Return the records verbatim.
#### Material provided ####
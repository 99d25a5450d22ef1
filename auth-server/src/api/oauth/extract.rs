//! Request extractors shared by the OAuth handlers

use crate::state::AppState;
use axum::extract::FromRequestParts;
use http::header::AUTHORIZATION;
use http::request::Parts;
use std::convert::Infallible;
use url::Url;

/// Absolute URL of the inbound request, as seen through the public base URL
#[derive(Debug, Clone)]
pub struct RequestUrl(pub Url);

impl FromRequestParts<AppState> for RequestUrl {
    type Rejection = Infallible;

    async fn from_request_parts(
        parts: &mut Parts,
        state: &AppState,
    ) -> Result<Self, Self::Rejection> {
        Ok(Self(resolve_request_url(
            &state.public_url,
            parts.uri.path(),
            parts.uri.query(),
        )))
    }
}

/// Appends the request path to the base URL's own path, so a server mounted
/// under a prefix still reports its public URLs
fn resolve_request_url(base: &Url, path: &str, query: Option<&str>) -> Url {
    let mut url = base.clone();
    let prefix = base.path().trim_end_matches('/');
    url.set_path(&format!("{prefix}{path}"));
    url.set_query(query);
    url
}

/// User id of the logged-in user, if any
#[derive(Debug, Clone)]
pub struct SessionUser(pub Option<String>);

impl FromRequestParts<AppState> for SessionUser {
    type Rejection = Infallible;

    async fn from_request_parts(
        parts: &mut Parts,
        state: &AppState,
    ) -> Result<Self, Self::Rejection> {
        Ok(Self(state.session.authenticated_userid(&parts.headers)))
    }
}

/// Token from an `Authorization: Bearer <token>` header
#[derive(Debug, Clone)]
pub struct BearerToken(pub Option<String>);

impl<S: Send + Sync> FromRequestParts<S> for BearerToken {
    type Rejection = Infallible;

    async fn from_request_parts(parts: &mut Parts, _: &S) -> Result<Self, Self::Rejection> {
        let token = parts
            .headers
            .get(AUTHORIZATION)
            .and_then(|value| value.to_str().ok())
            .and_then(|value| {
                let (scheme, token) = value.split_once(' ')?;
                scheme
                    .eq_ignore_ascii_case("bearer")
                    .then(|| token.trim().to_string())
            })
            .filter(|token| !token.is_empty());
        Ok(Self(token))
    }
}
use chrono::{DateTime, Utc};
use serde::{Deserialize, Serialize};
use std::collections::BTreeSet;
use std::fmt;
use std::str::FromStr;
use utoipa::ToSchema;

/// Set of OAuth scope strings
pub type Scopes = BTreeSet<String>;

/// Scopes granted to every authorization, whatever the client asked for
pub const DEFAULT_SCOPES: [&str; 2] = ["annotation:read", "annotation:write"];

pub fn default_scopes() -> Scopes {
    DEFAULT_SCOPES.iter().map(|scope| scope.to_string()).collect()
}

/// Grant type a client is registered for
#[derive(Debug, Clone, Copy, PartialEq, Eq, Default, Serialize, Deserialize, ToSchema)]
#[serde(rename_all = "snake_case")]
pub enum ResponseType {
    #[default]
    Code,
}

impl ResponseType {
    pub fn as_str(&self) -> &'static str {
        match self {
            Self::Code => "code",
        }
    }
}

impl fmt::Display for ResponseType {
    fn fmt(&self, f: &mut fmt::Formatter<'_>) -> fmt::Result {
        f.write_str(self.as_str())
    }
}

impl FromStr for ResponseType {
    type Err = String;

    fn from_str(s: &str) -> Result<Self, Self::Err> {
        match s {
            "code" => Ok(Self::Code),
            other => Err(format!("unsupported response type '{other}'")),
        }
    }
}

/// A registered OAuth client
#[derive(Debug, Clone, PartialEq, Serialize, Deserialize, ToSchema)]
pub struct AuthClient {
    /// Client identifier
    pub id: String,
    /// Human-readable client name shown on the consent page
    pub name: String,
    /// The only redirect URI this client may use
    pub redirect_uri: String,
    #[serde(default)]
    pub response_type: ResponseType,
    /// Trusted clients are not asked for user consent
    #[serde(default)]
    pub trusted: bool,
}

#[derive(Debug, Clone, PartialEq, Serialize, Deserialize, ToSchema)]
pub struct User {
    /// Account identifier, `acct:<username>@<authority>`
    pub userid: String,
    pub username: String,
    pub authority: String,
    #[serde(default)]
    pub display_name: Option<String>,
}

impl User {
    pub fn new(username: &str, authority: &str) -> Self {
        Self {
            userid: format!("acct:{username}@{authority}"),
            username: username.to_string(),
            authority: authority.to_string(),
            display_name: None,
        }
    }
}

/// Access token issued to an OAuth client on behalf of a user
#[derive(Debug, Clone, PartialEq, Serialize, Deserialize)]
pub struct OAuthToken {
    pub value: String,
    pub userid: String,
    pub authclient: AuthClient,
    pub created: DateTime<Utc>,
    pub expires: DateTime<Utc>,
}

impl OAuthToken {
    pub fn expired(&self) -> bool {
        Utc::now() > self.expires
    }
}

/// Long-lived token a user generates for scripting against the API.
/// Developer tokens never expire and belong to no client.
#[derive(Debug, Clone, PartialEq, Serialize, Deserialize)]
pub struct DeveloperToken {
    pub value: String,
    pub userid: String,
    pub created: DateTime<Utc>,
}

impl DeveloperToken {
    pub fn expires(&self) -> Option<DateTime<Utc>> {
        None
    }

    pub fn expired(&self) -> bool {
        false
    }
}

/// A bearer token as kept by the token service
#[derive(Debug, Clone, PartialEq, Serialize, Deserialize)]
#[serde(tag = "kind", rename_all = "snake_case")]
pub enum Token {
    #[serde(rename = "oauth")]
    OAuth(OAuthToken),
    Developer(DeveloperToken),
}

impl Token {
    pub fn userid(&self) -> &str {
        match self {
            Self::OAuth(token) => &token.userid,
            Self::Developer(token) => &token.userid,
        }
    }

    pub fn expired(&self) -> bool {
        match self {
            Self::OAuth(token) => token.expired(),
            Self::Developer(token) => token.expired(),
        }
    }
}

/// Formats a UTC timestamp as ISO 8601 with microseconds and an explicit offset
pub fn utc_iso8601(timestamp: &DateTime<Utc>) -> String {
    timestamp.format("%Y-%m-%dT%H:%M:%S%.6f+00:00").to_string()
}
####
Response:
repository 99d25a5450d22ef1
filename auth-server/src/api/oauth/extract.rs
//! Request extractors shared by the OAuth handlers

use crate::state::AppState;
use axum::extract::FromRequestParts;
use http::header::AUTHORIZATION;
use http::request::Parts;
use std::convert::Infallible;
use url::Url;

/// Absolute URL of the inbound request, as seen through the public base URL
#[derive(Debug, Clone)]
pub struct RequestUrl(pub Url);

impl FromRequestParts<AppState> for RequestUrl {
    type Rejection = Infallible;

    async fn from_request_parts(
        parts: &mut Parts,
        state: &AppState,
    ) -> Result<Self, Self::Rejection> {
        Ok(Self(resolve_request_url(
            &state.public_url,
            parts.uri.path(),
            parts.uri.query(),
        )))
    }
}

/// Appends the request path to the base URL's own path, so a server mounted
/// under a prefix still reports its public URLs
fn resolve_request_url(base: &Url, path: &str, query: Option<&str>) -> Url {
    let mut url = base.clone();
    let prefix = base.path().trim_end_matches('/');
    url.set_path(&format!("{prefix}{path}"));
    url.set_query(query);
    url
}

/// User id of the logged-in user, if any
#[derive(Debug, Clone)]
pub struct SessionUser(pub Option<String>);

impl FromRequestParts<AppState> for SessionUser {
    type Rejection = Infallible;

    async fn from_request_parts(
        parts: &mut Parts,
        state: &AppState,
    ) -> Result<Self, Self::Rejection> {
        Ok(Self(state.session.authenticated_userid(&parts.headers)))
    }
}

/// Token from an `Authorization: Bearer <token>` header
#[derive(Debug, Clone)]
pub struct BearerToken(pub Option<String>);

impl<S: Send + Sync> FromRequestParts<S> for BearerToken {
    type Rejection = Infallible;

    async fn from_request_parts(parts: &mut Parts, _: &S) -> Result<Self, Self::Rejection> {
        let token = parts
            .headers
            .get(AUTHORIZATION)
            .and_then(|value| value.to_str().ok())
            .and_then(|value| {
                let (scheme, token) = value.split_once(' ')?;
                scheme
                    .eq_ignore_ascii_case("bearer")
                    .then(|| token.trim().to_string())
            })
            .filter(|token| !token.is_empty());
        Ok(Self(token))
    }
}
use chrono::{DateTime, Utc};
use serde::{Deserialize, Serialize};
use std::collections::BTreeSet;
use std::fmt;
use std::str::FromStr;
use utoipa::ToSchema;

/// Set of OAuth scope strings
pub type Scopes = BTreeSet<String>;

/// Scopes granted to every authorization, whatever the client asked for
pub const DEFAULT_SCOPES: [&str; 2] = ["annotation:read", "annotation:write"];

pub fn default_scopes() -> Scopes {
    DEFAULT_SCOPES.iter().map(|scope| scope.to_string()).collect()
}

/// Grant type a client is registered for
#[derive(Debug, Clone, Copy, PartialEq, Eq, Default, Serialize, Deserialize, ToSchema)]
#[serde(rename_all = "snake_case")]
pub enum ResponseType {
    #[default]
    Code,
}

impl ResponseType {
    pub fn as_str(&self) -> &'static str {
        match self {
            Self::Code => "code",
        }
    }
}

impl fmt::Display for ResponseType {
    fn fmt(&self, f: &mut fmt::Formatter<'_>) -> fmt::Result {
        f.write_str(self.as_str())
    }
}

impl FromStr for ResponseType {
    type Err = String;

    fn from_str(s: &str) -> Result<Self, Self::Err> {
        match s {
            "code" => Ok(Self::Code),
            other => Err(format!("unsupported response type '{other}'")),
        }
    }
}

/// A registered OAuth client
#[derive(Debug, Clone, PartialEq, Serialize, Deserialize, ToSchema)]
pub struct AuthClient {
    /// Client identifier
    pub id: String,
    /// Human-readable client name shown on the consent page
    pub name: String,
    /// The only redirect URI this client may use
    pub redirect_uri: String,
    #[serde(default)]
    pub response_type: ResponseType,
    /// Trusted clients are not asked for user consent
    #[serde(default)]
    pub trusted: bool,
}

#[derive(Debug, Clone, PartialEq, Serialize, Deserialize, ToSchema)]
pub struct User {
    /// Account identifier, `acct:<username>@<authority>`
    pub userid: String,
    pub username: String,
    pub authority: String,
    #[serde(default)]
    pub display_name: Option<String>,
}

impl User {
    pub fn new(username: &str, authority: &str) -> Self {
        Self {
            userid: format!("acct:{username}@{authority}"),
            username: username.to_string(),
            authority: authority.to_string(),
            display_name: None,
        }
    }
}

/// Access token issued to an OAuth client on behalf of a user
#[derive(Debug, Clone, PartialEq, Serialize, Deserialize)]
pub struct OAuthToken {
    pub value: String,
    pub userid: String,
    pub authclient: AuthClient,
    pub created: DateTime<Utc>,
    pub expires: DateTime<Utc>,
}

impl OAuthToken {
    pub fn expired(&self) -> bool {
        Utc::now() > self.expires
    }
}

/// Long-lived token a user generates for scripting against the API.
/// Developer tokens never expire and belong to no client.
#[derive(Debug, Clone, PartialEq, Serialize, Deserialize)]
pub struct DeveloperToken {
    pub value: String,
    pub userid: String,
    pub created: DateTime<Utc>,
}

impl DeveloperToken {
    pub fn expires(&self) -> Option<DateTime<Utc>> {
        None
    }

    pub fn expired(&self) -> bool {
        false
    }
}

/// A bearer token as kept by the token service
#[derive(Debug, Clone, PartialEq, Serialize, Deserialize)]
#[serde(tag = "kind", rename_all = "snake_case")]
pub enum Token {
    #[serde(rename = "oauth")]
    OAuth(OAuthToken),
    Developer(DeveloperToken),
}

impl Token {
    pub fn userid(&self) -> &str {
        match self {
            Self::OAuth(token) => &token.userid,
            Self::Developer(token) => &token.userid,
        }
    }

    pub fn expired(&self) -> bool {
        match self {
            Self::OAuth(token) => token.expired(),
            Self::Developer(token) => token.expired(),
        }
    }
}

/// Formats a UTC timestamp as ISO 8601 with microseconds and an explicit offset
pub fn utc_iso8601(timestamp: &DateTime<Utc>) -> String {
    timestamp.format("%Y-%m-%dT%H:%M:%S%.6f+00:00").to_string()
}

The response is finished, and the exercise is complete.